Experts have raised questions over how the government could have even made this proposal. The farm laws, passed by Parliament in September last year, were notified in the official gazette on 27 September after President Ram Nath Kovind gave his assent. Experts point out that, while Parliament can repeal or dilute the law, there is no provision in the Constitution or Parliamentary procedure for keeping a law in abeyance. While official sources maintain that one option before it was to issue a notification cancelling the earlier gazette notification and that it just needs an executive order (the government does not even have to go to Parliament), but that is easier said than done. Such an option, however, could have opened the government to the charge of further undermining Parliament.

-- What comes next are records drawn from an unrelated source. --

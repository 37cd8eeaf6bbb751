use serde::{Deserialize, Serialize};
use utoipa::ToSchema;

#[derive(Debug, Clone, Serialize, Deserialize, ToSchema)]
pub struct CreatePostRequest {
    pub title: String,
    pub content: String,
}

#[derive(Debug, Clone, Default, Serialize, Deserialize, ToSchema)]
pub struct UpdatePostRequest {
    pub title: Option<String>,
    pub content: Option<String>,
}

#[derive(Debug, Clone, Serialize, Deserialize, ToSchema)]
pub struct CreateAnswerRequest {
    pub answer: String,
}
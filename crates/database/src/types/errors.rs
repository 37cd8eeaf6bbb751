//! Error types for the database layer

use thiserror::Error;

/// General database error
#[derive(Debug, Error)]
pub enum DatabaseError {
    #[error("Database connection error: {0}")]
    ConnectionError(String),

    #[error("Database query error: {0}")]
    QueryError(#[from] sqlx::Error),

    #[error("Database migration error: {0}")]
    MigrationError(String),

    #[error("Entity not found: {0}")]
    NotFound(String),
}
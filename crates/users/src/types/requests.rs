//! Request bodies accepted by the user endpoints.

use serde::{Deserialize, Serialize};
use utoipa::ToSchema;

/// Body of the profile edit form. Absent or blank values leave the stored
/// value untouched.
#[derive(Debug, Clone, Default, Serialize, Deserialize, ToSchema)]
#[serde(rename_all = "camelCase")]
pub struct EditProfileRequest {
    pub name: Option<String>,
    pub email: Option<String>,
    pub phone: Option<String>,
    /// URL of an avatar already uploaded to the image host.
    pub avatar_url: Option<String>,
}

#[derive(Debug, Clone, Serialize, Deserialize, ToSchema)]
pub struct CreateReviewRequest {
    pub score: i64,
    #[serde(default)]
    pub boxes: Vec<String>,
}
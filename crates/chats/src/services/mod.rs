pub mod chat_service;

pub use chat_service::ChatService;
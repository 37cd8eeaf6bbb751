pub mod errors;
pub mod requests;
pub mod responses;

pub use errors::{PostError, PostResult};
pub use requests::{CreateAnswerRequest, CreatePostRequest, UpdatePostRequest};
pub use responses::{
    AnswerView, PostAuthor, PostCount, PostDetailView, PostSummary, PostView, RecommendationView,
};
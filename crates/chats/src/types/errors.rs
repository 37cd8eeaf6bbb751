//! Error types for chat operations.

use neighborhood_common::FieldError;
use neighborhood_database::DatabaseError;
use thiserror::Error;

#[derive(Debug, Error)]
pub enum ChatError {
    /// Also returned to users who do not take part in the room.
    #[error("채팅방이 존재하지 않습니다.")]
    RoomNotFound,

    #[error("{0}")]
    InvalidField(#[from] FieldError),

    #[error("Database error: {0}")]
    Database(#[from] DatabaseError),
}

pub type ChatResult<T> = Result<T, ChatError>;
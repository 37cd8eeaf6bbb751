//! Contact login endpoints

use std::sync::Arc;

use axum::{extract::State, routing::post, Json, Router};
use chrono::{DateTime, Utc};
use neighborhood_auth::Contact;
use serde::{Deserialize, Serialize};
use utoipa::ToSchema;

use crate::error::GatewayResult;
use crate::middleware::{ApiJson, CurrentUser};
use crate::rest::{ok, OkResponse};
use crate::state::GatewayState;

#[derive(Debug, Deserialize, ToSchema)]
pub struct EnterRequest {
    pub email: Option<String>,
    pub phone: Option<String>,
}

#[derive(Debug, Deserialize, ToSchema)]
pub struct ConfirmRequest {
    /// The six digit login token.
    pub token: String,
}

#[derive(Debug, Serialize, ToSchema)]
#[serde(rename_all = "camelCase")]
pub struct SessionResponse {
    pub ok: bool,
    pub token: String,
    pub expires_at: DateTime<Utc>,
}

pub fn create_auth_routes() -> Router<Arc<GatewayState>> {
    Router::new()
        .route("/users/enter", post(enter))
        .route("/users/confirm", post(confirm))
        .route("/users/logout", post(logout))
}

#[utoipa::path(
    post,
    path = "/api/users/enter",
    tag = "Auth",
    request_body = EnterRequest,
    responses(
        (status = 200, description = "Login token issued", body = OkResponse),
        (status = 400, description = "Invalid contact", body = crate::error::ErrorResponse)
    )
)]
pub async fn enter(
    State(state): State<Arc<GatewayState>>,
    ApiJson(payload): ApiJson<EnterRequest>,
) -> GatewayResult<Json<OkResponse>> {
    let contact = Contact::from_form(payload.email.as_deref(), payload.phone.as_deref())?;
    state.authenticator.enter(&contact).await?;
    Ok(ok())
}

#[utoipa::path(
    post,
    path = "/api/users/confirm",
    tag = "Auth",
    request_body = ConfirmRequest,
    responses(
        (status = 200, description = "Session issued", body = SessionResponse),
        (status = 400, description = "Malformed or expired token", body = crate::error::ErrorResponse),
        (status = 404, description = "Unknown token", body = crate::error::ErrorResponse)
    )
)]
pub async fn confirm(
    State(state): State<Arc<GatewayState>>,
    ApiJson(payload): ApiJson<ConfirmRequest>,
) -> GatewayResult<Json<SessionResponse>> {
    let session = state.authenticator.confirm(&payload.token).await?;
    Ok(Json(SessionResponse {
        ok: true,
        token: session.token,
        expires_at: session.expires_at,
    }))
}

#[utoipa::path(
    post,
    path = "/api/users/logout",
    tag = "Auth",
    responses(
        (status = 200, description = "Session ended", body = OkResponse),
        (status = 401, description = "Unauthorized", body = crate::error::ErrorResponse)
    ),
    security(("bearer" = []))
)]
pub async fn logout(
    State(state): State<Arc<GatewayState>>,
    current: CurrentUser,
) -> GatewayResult<Json<OkResponse>> {
    state.authenticator.logout(&current.session.token).await?;
    Ok(ok())
}
//! Live stream endpoints

use std::sync::Arc;

use axum::{extract::State, http::StatusCode, routing::get, Json, Router};
use neighborhood_streams::{CreateStreamRequest, StreamView};
use serde::{Deserialize, Serialize};
use utoipa::{IntoParams, ToSchema};

use crate::error::GatewayResult;
use crate::middleware::{ApiJson, ApiPath, ApiQuery, CurrentUser};
use crate::state::GatewayState;

#[derive(Debug, Deserialize, IntoParams, ToSchema)]
pub struct ListStreamsQuery {
    /// Page number starting at 1.
    pub page: Option<u32>,
}

#[derive(Debug, Serialize, ToSchema)]
pub struct StreamResponse {
    pub ok: bool,
    pub stream: StreamView,
}

#[derive(Debug, Serialize, ToSchema)]
pub struct StreamListResponse {
    pub ok: bool,
    pub page: u32,
    pub streams: Vec<StreamView>,
}

pub fn create_stream_routes() -> Router<Arc<GatewayState>> {
    Router::new()
        .route("/streams", get(list_streams).post(create_stream))
        .route("/streams/:id", get(get_stream))
}

#[utoipa::path(
    post,
    path = "/api/streams",
    tag = "Streams",
    request_body = CreateStreamRequest,
    responses(
        (status = 201, description = "Stream created", body = StreamResponse),
        (status = 400, description = "Invalid stream form", body = crate::error::ErrorResponse),
        (status = 401, description = "Unauthorized", body = crate::error::ErrorResponse)
    ),
    security(("bearer" = []))
)]
pub async fn create_stream(
    State(state): State<Arc<GatewayState>>,
    current: CurrentUser,
    ApiJson(payload): ApiJson<CreateStreamRequest>,
) -> GatewayResult<(StatusCode, Json<StreamResponse>)> {
    let stream = state
        .stream_service
        .create_stream(current.user.id, payload)
        .await?;
    Ok((StatusCode::CREATED, Json(StreamResponse { ok: true, stream })))
}

#[utoipa::path(
    get,
    path = "/api/streams/{id}",
    tag = "Streams",
    params(("id" = i64, Path, description = "Stream id")),
    responses(
        (status = 200, description = "Stream details", body = StreamResponse),
        (status = 401, description = "Unauthorized", body = crate::error::ErrorResponse),
        (status = 404, description = "Stream not found", body = crate::error::ErrorResponse)
    ),
    security(("bearer" = []))
)]
pub async fn get_stream(
    State(state): State<Arc<GatewayState>>,
    ApiPath(stream_id): ApiPath<i64>,
    _current: CurrentUser,
) -> GatewayResult<Json<StreamResponse>> {
    let stream = state.stream_service.get_stream(stream_id).await?;
    Ok(Json(StreamResponse { ok: true, stream }))
}

#[utoipa::path(
    get,
    path = "/api/streams",
    tag = "Streams",
    params(ListStreamsQuery),
    responses(
        (status = 200, description = "Newest streams first", body = StreamListResponse),
        (status = 401, description = "Unauthorized", body = crate::error::ErrorResponse)
    ),
    security(("bearer" = []))
)]
pub async fn list_streams(
    State(state): State<Arc<GatewayState>>,
    ApiQuery(query): ApiQuery<ListStreamsQuery>,
    _current: CurrentUser,
) -> GatewayResult<Json<StreamListResponse>> {
    let page = query.page.unwrap_or(1).max(1);
    let streams = state.stream_service.list_streams(page).await?;
    Ok(Json(StreamListResponse {
        ok: true,
        page,
        streams,
    }))
}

“In my view, the law cannot be put in abeyance by the government,” says P.D.T. Achary, former Secretary General, Lok Sabha. “Once a law is passed by Parliament…the government is only the implementing authority and it cannot stifle the law.” This is echoed by Subhash Kashyap, another former Secretary General of the Lok Sabha. “I have not seen such a situation, where the government itself wants to keep a law in abeyance after it is given effect. Bills have been withdrawn, enforcement of laws has been delayed by not notifying them and laws have been repealed, but keeping it in abeyance after the legislative process is over has never happened before.”
The experts point out that the government’s proposal to keep the laws in abeyance is distinct from the Supreme Court’s stay on the laws on 12 January, when the court, in parallel, constituted a committee to hold talks with all stakeholders. That stay order can be vacated by the court once the committee submits its recommendations, expected in eight weeks. “Only the Supreme Court has the power to stay a law, not the government. If the government can undo the act of the Parliament by simply backdating a notification, then what is the point of having a Parliament,” Achary adds.
While the government cannot stay a law, it can delay its implementation before rules are notified. For example, Parliamentary procedure dictates that the rules for the legislation are to be notified within six months from the date of publication in the gazette. However, the government is yet to notify the rules for the law to be implemented. For instance, the Benami Transaction (Prohibition) Act, 1988 was not implemented for almost 28 years till the rules were notified in 2016.
However, once the rules are notified – as has happened with the farm laws — the only options before the government are to ask the Supreme Court to continue its stay order or take the laws back to Parliament. The Parliament can either amend or repeal the laws.
“Gazetted laws can’t be kept suspended,” argues Sitaram Yechury, general secretary, CPI(M). “They are enforceable unless repealed. The assurance to keep them on hold is, hence, hollow. Farmers have seen through this subterfuge. Repeal these laws”.
The Parliament’s powers to repeal laws come from Article 245 of the Constitution, the provision which empowers it to make laws. Laws are repealed, when they have served their purpose and have no further reasons for their existence or, in some cases, to remove inconsistencies. Generally, when new laws are enacted, the old law on the subject is repealed through by inserting a specific repealing clause in the new law.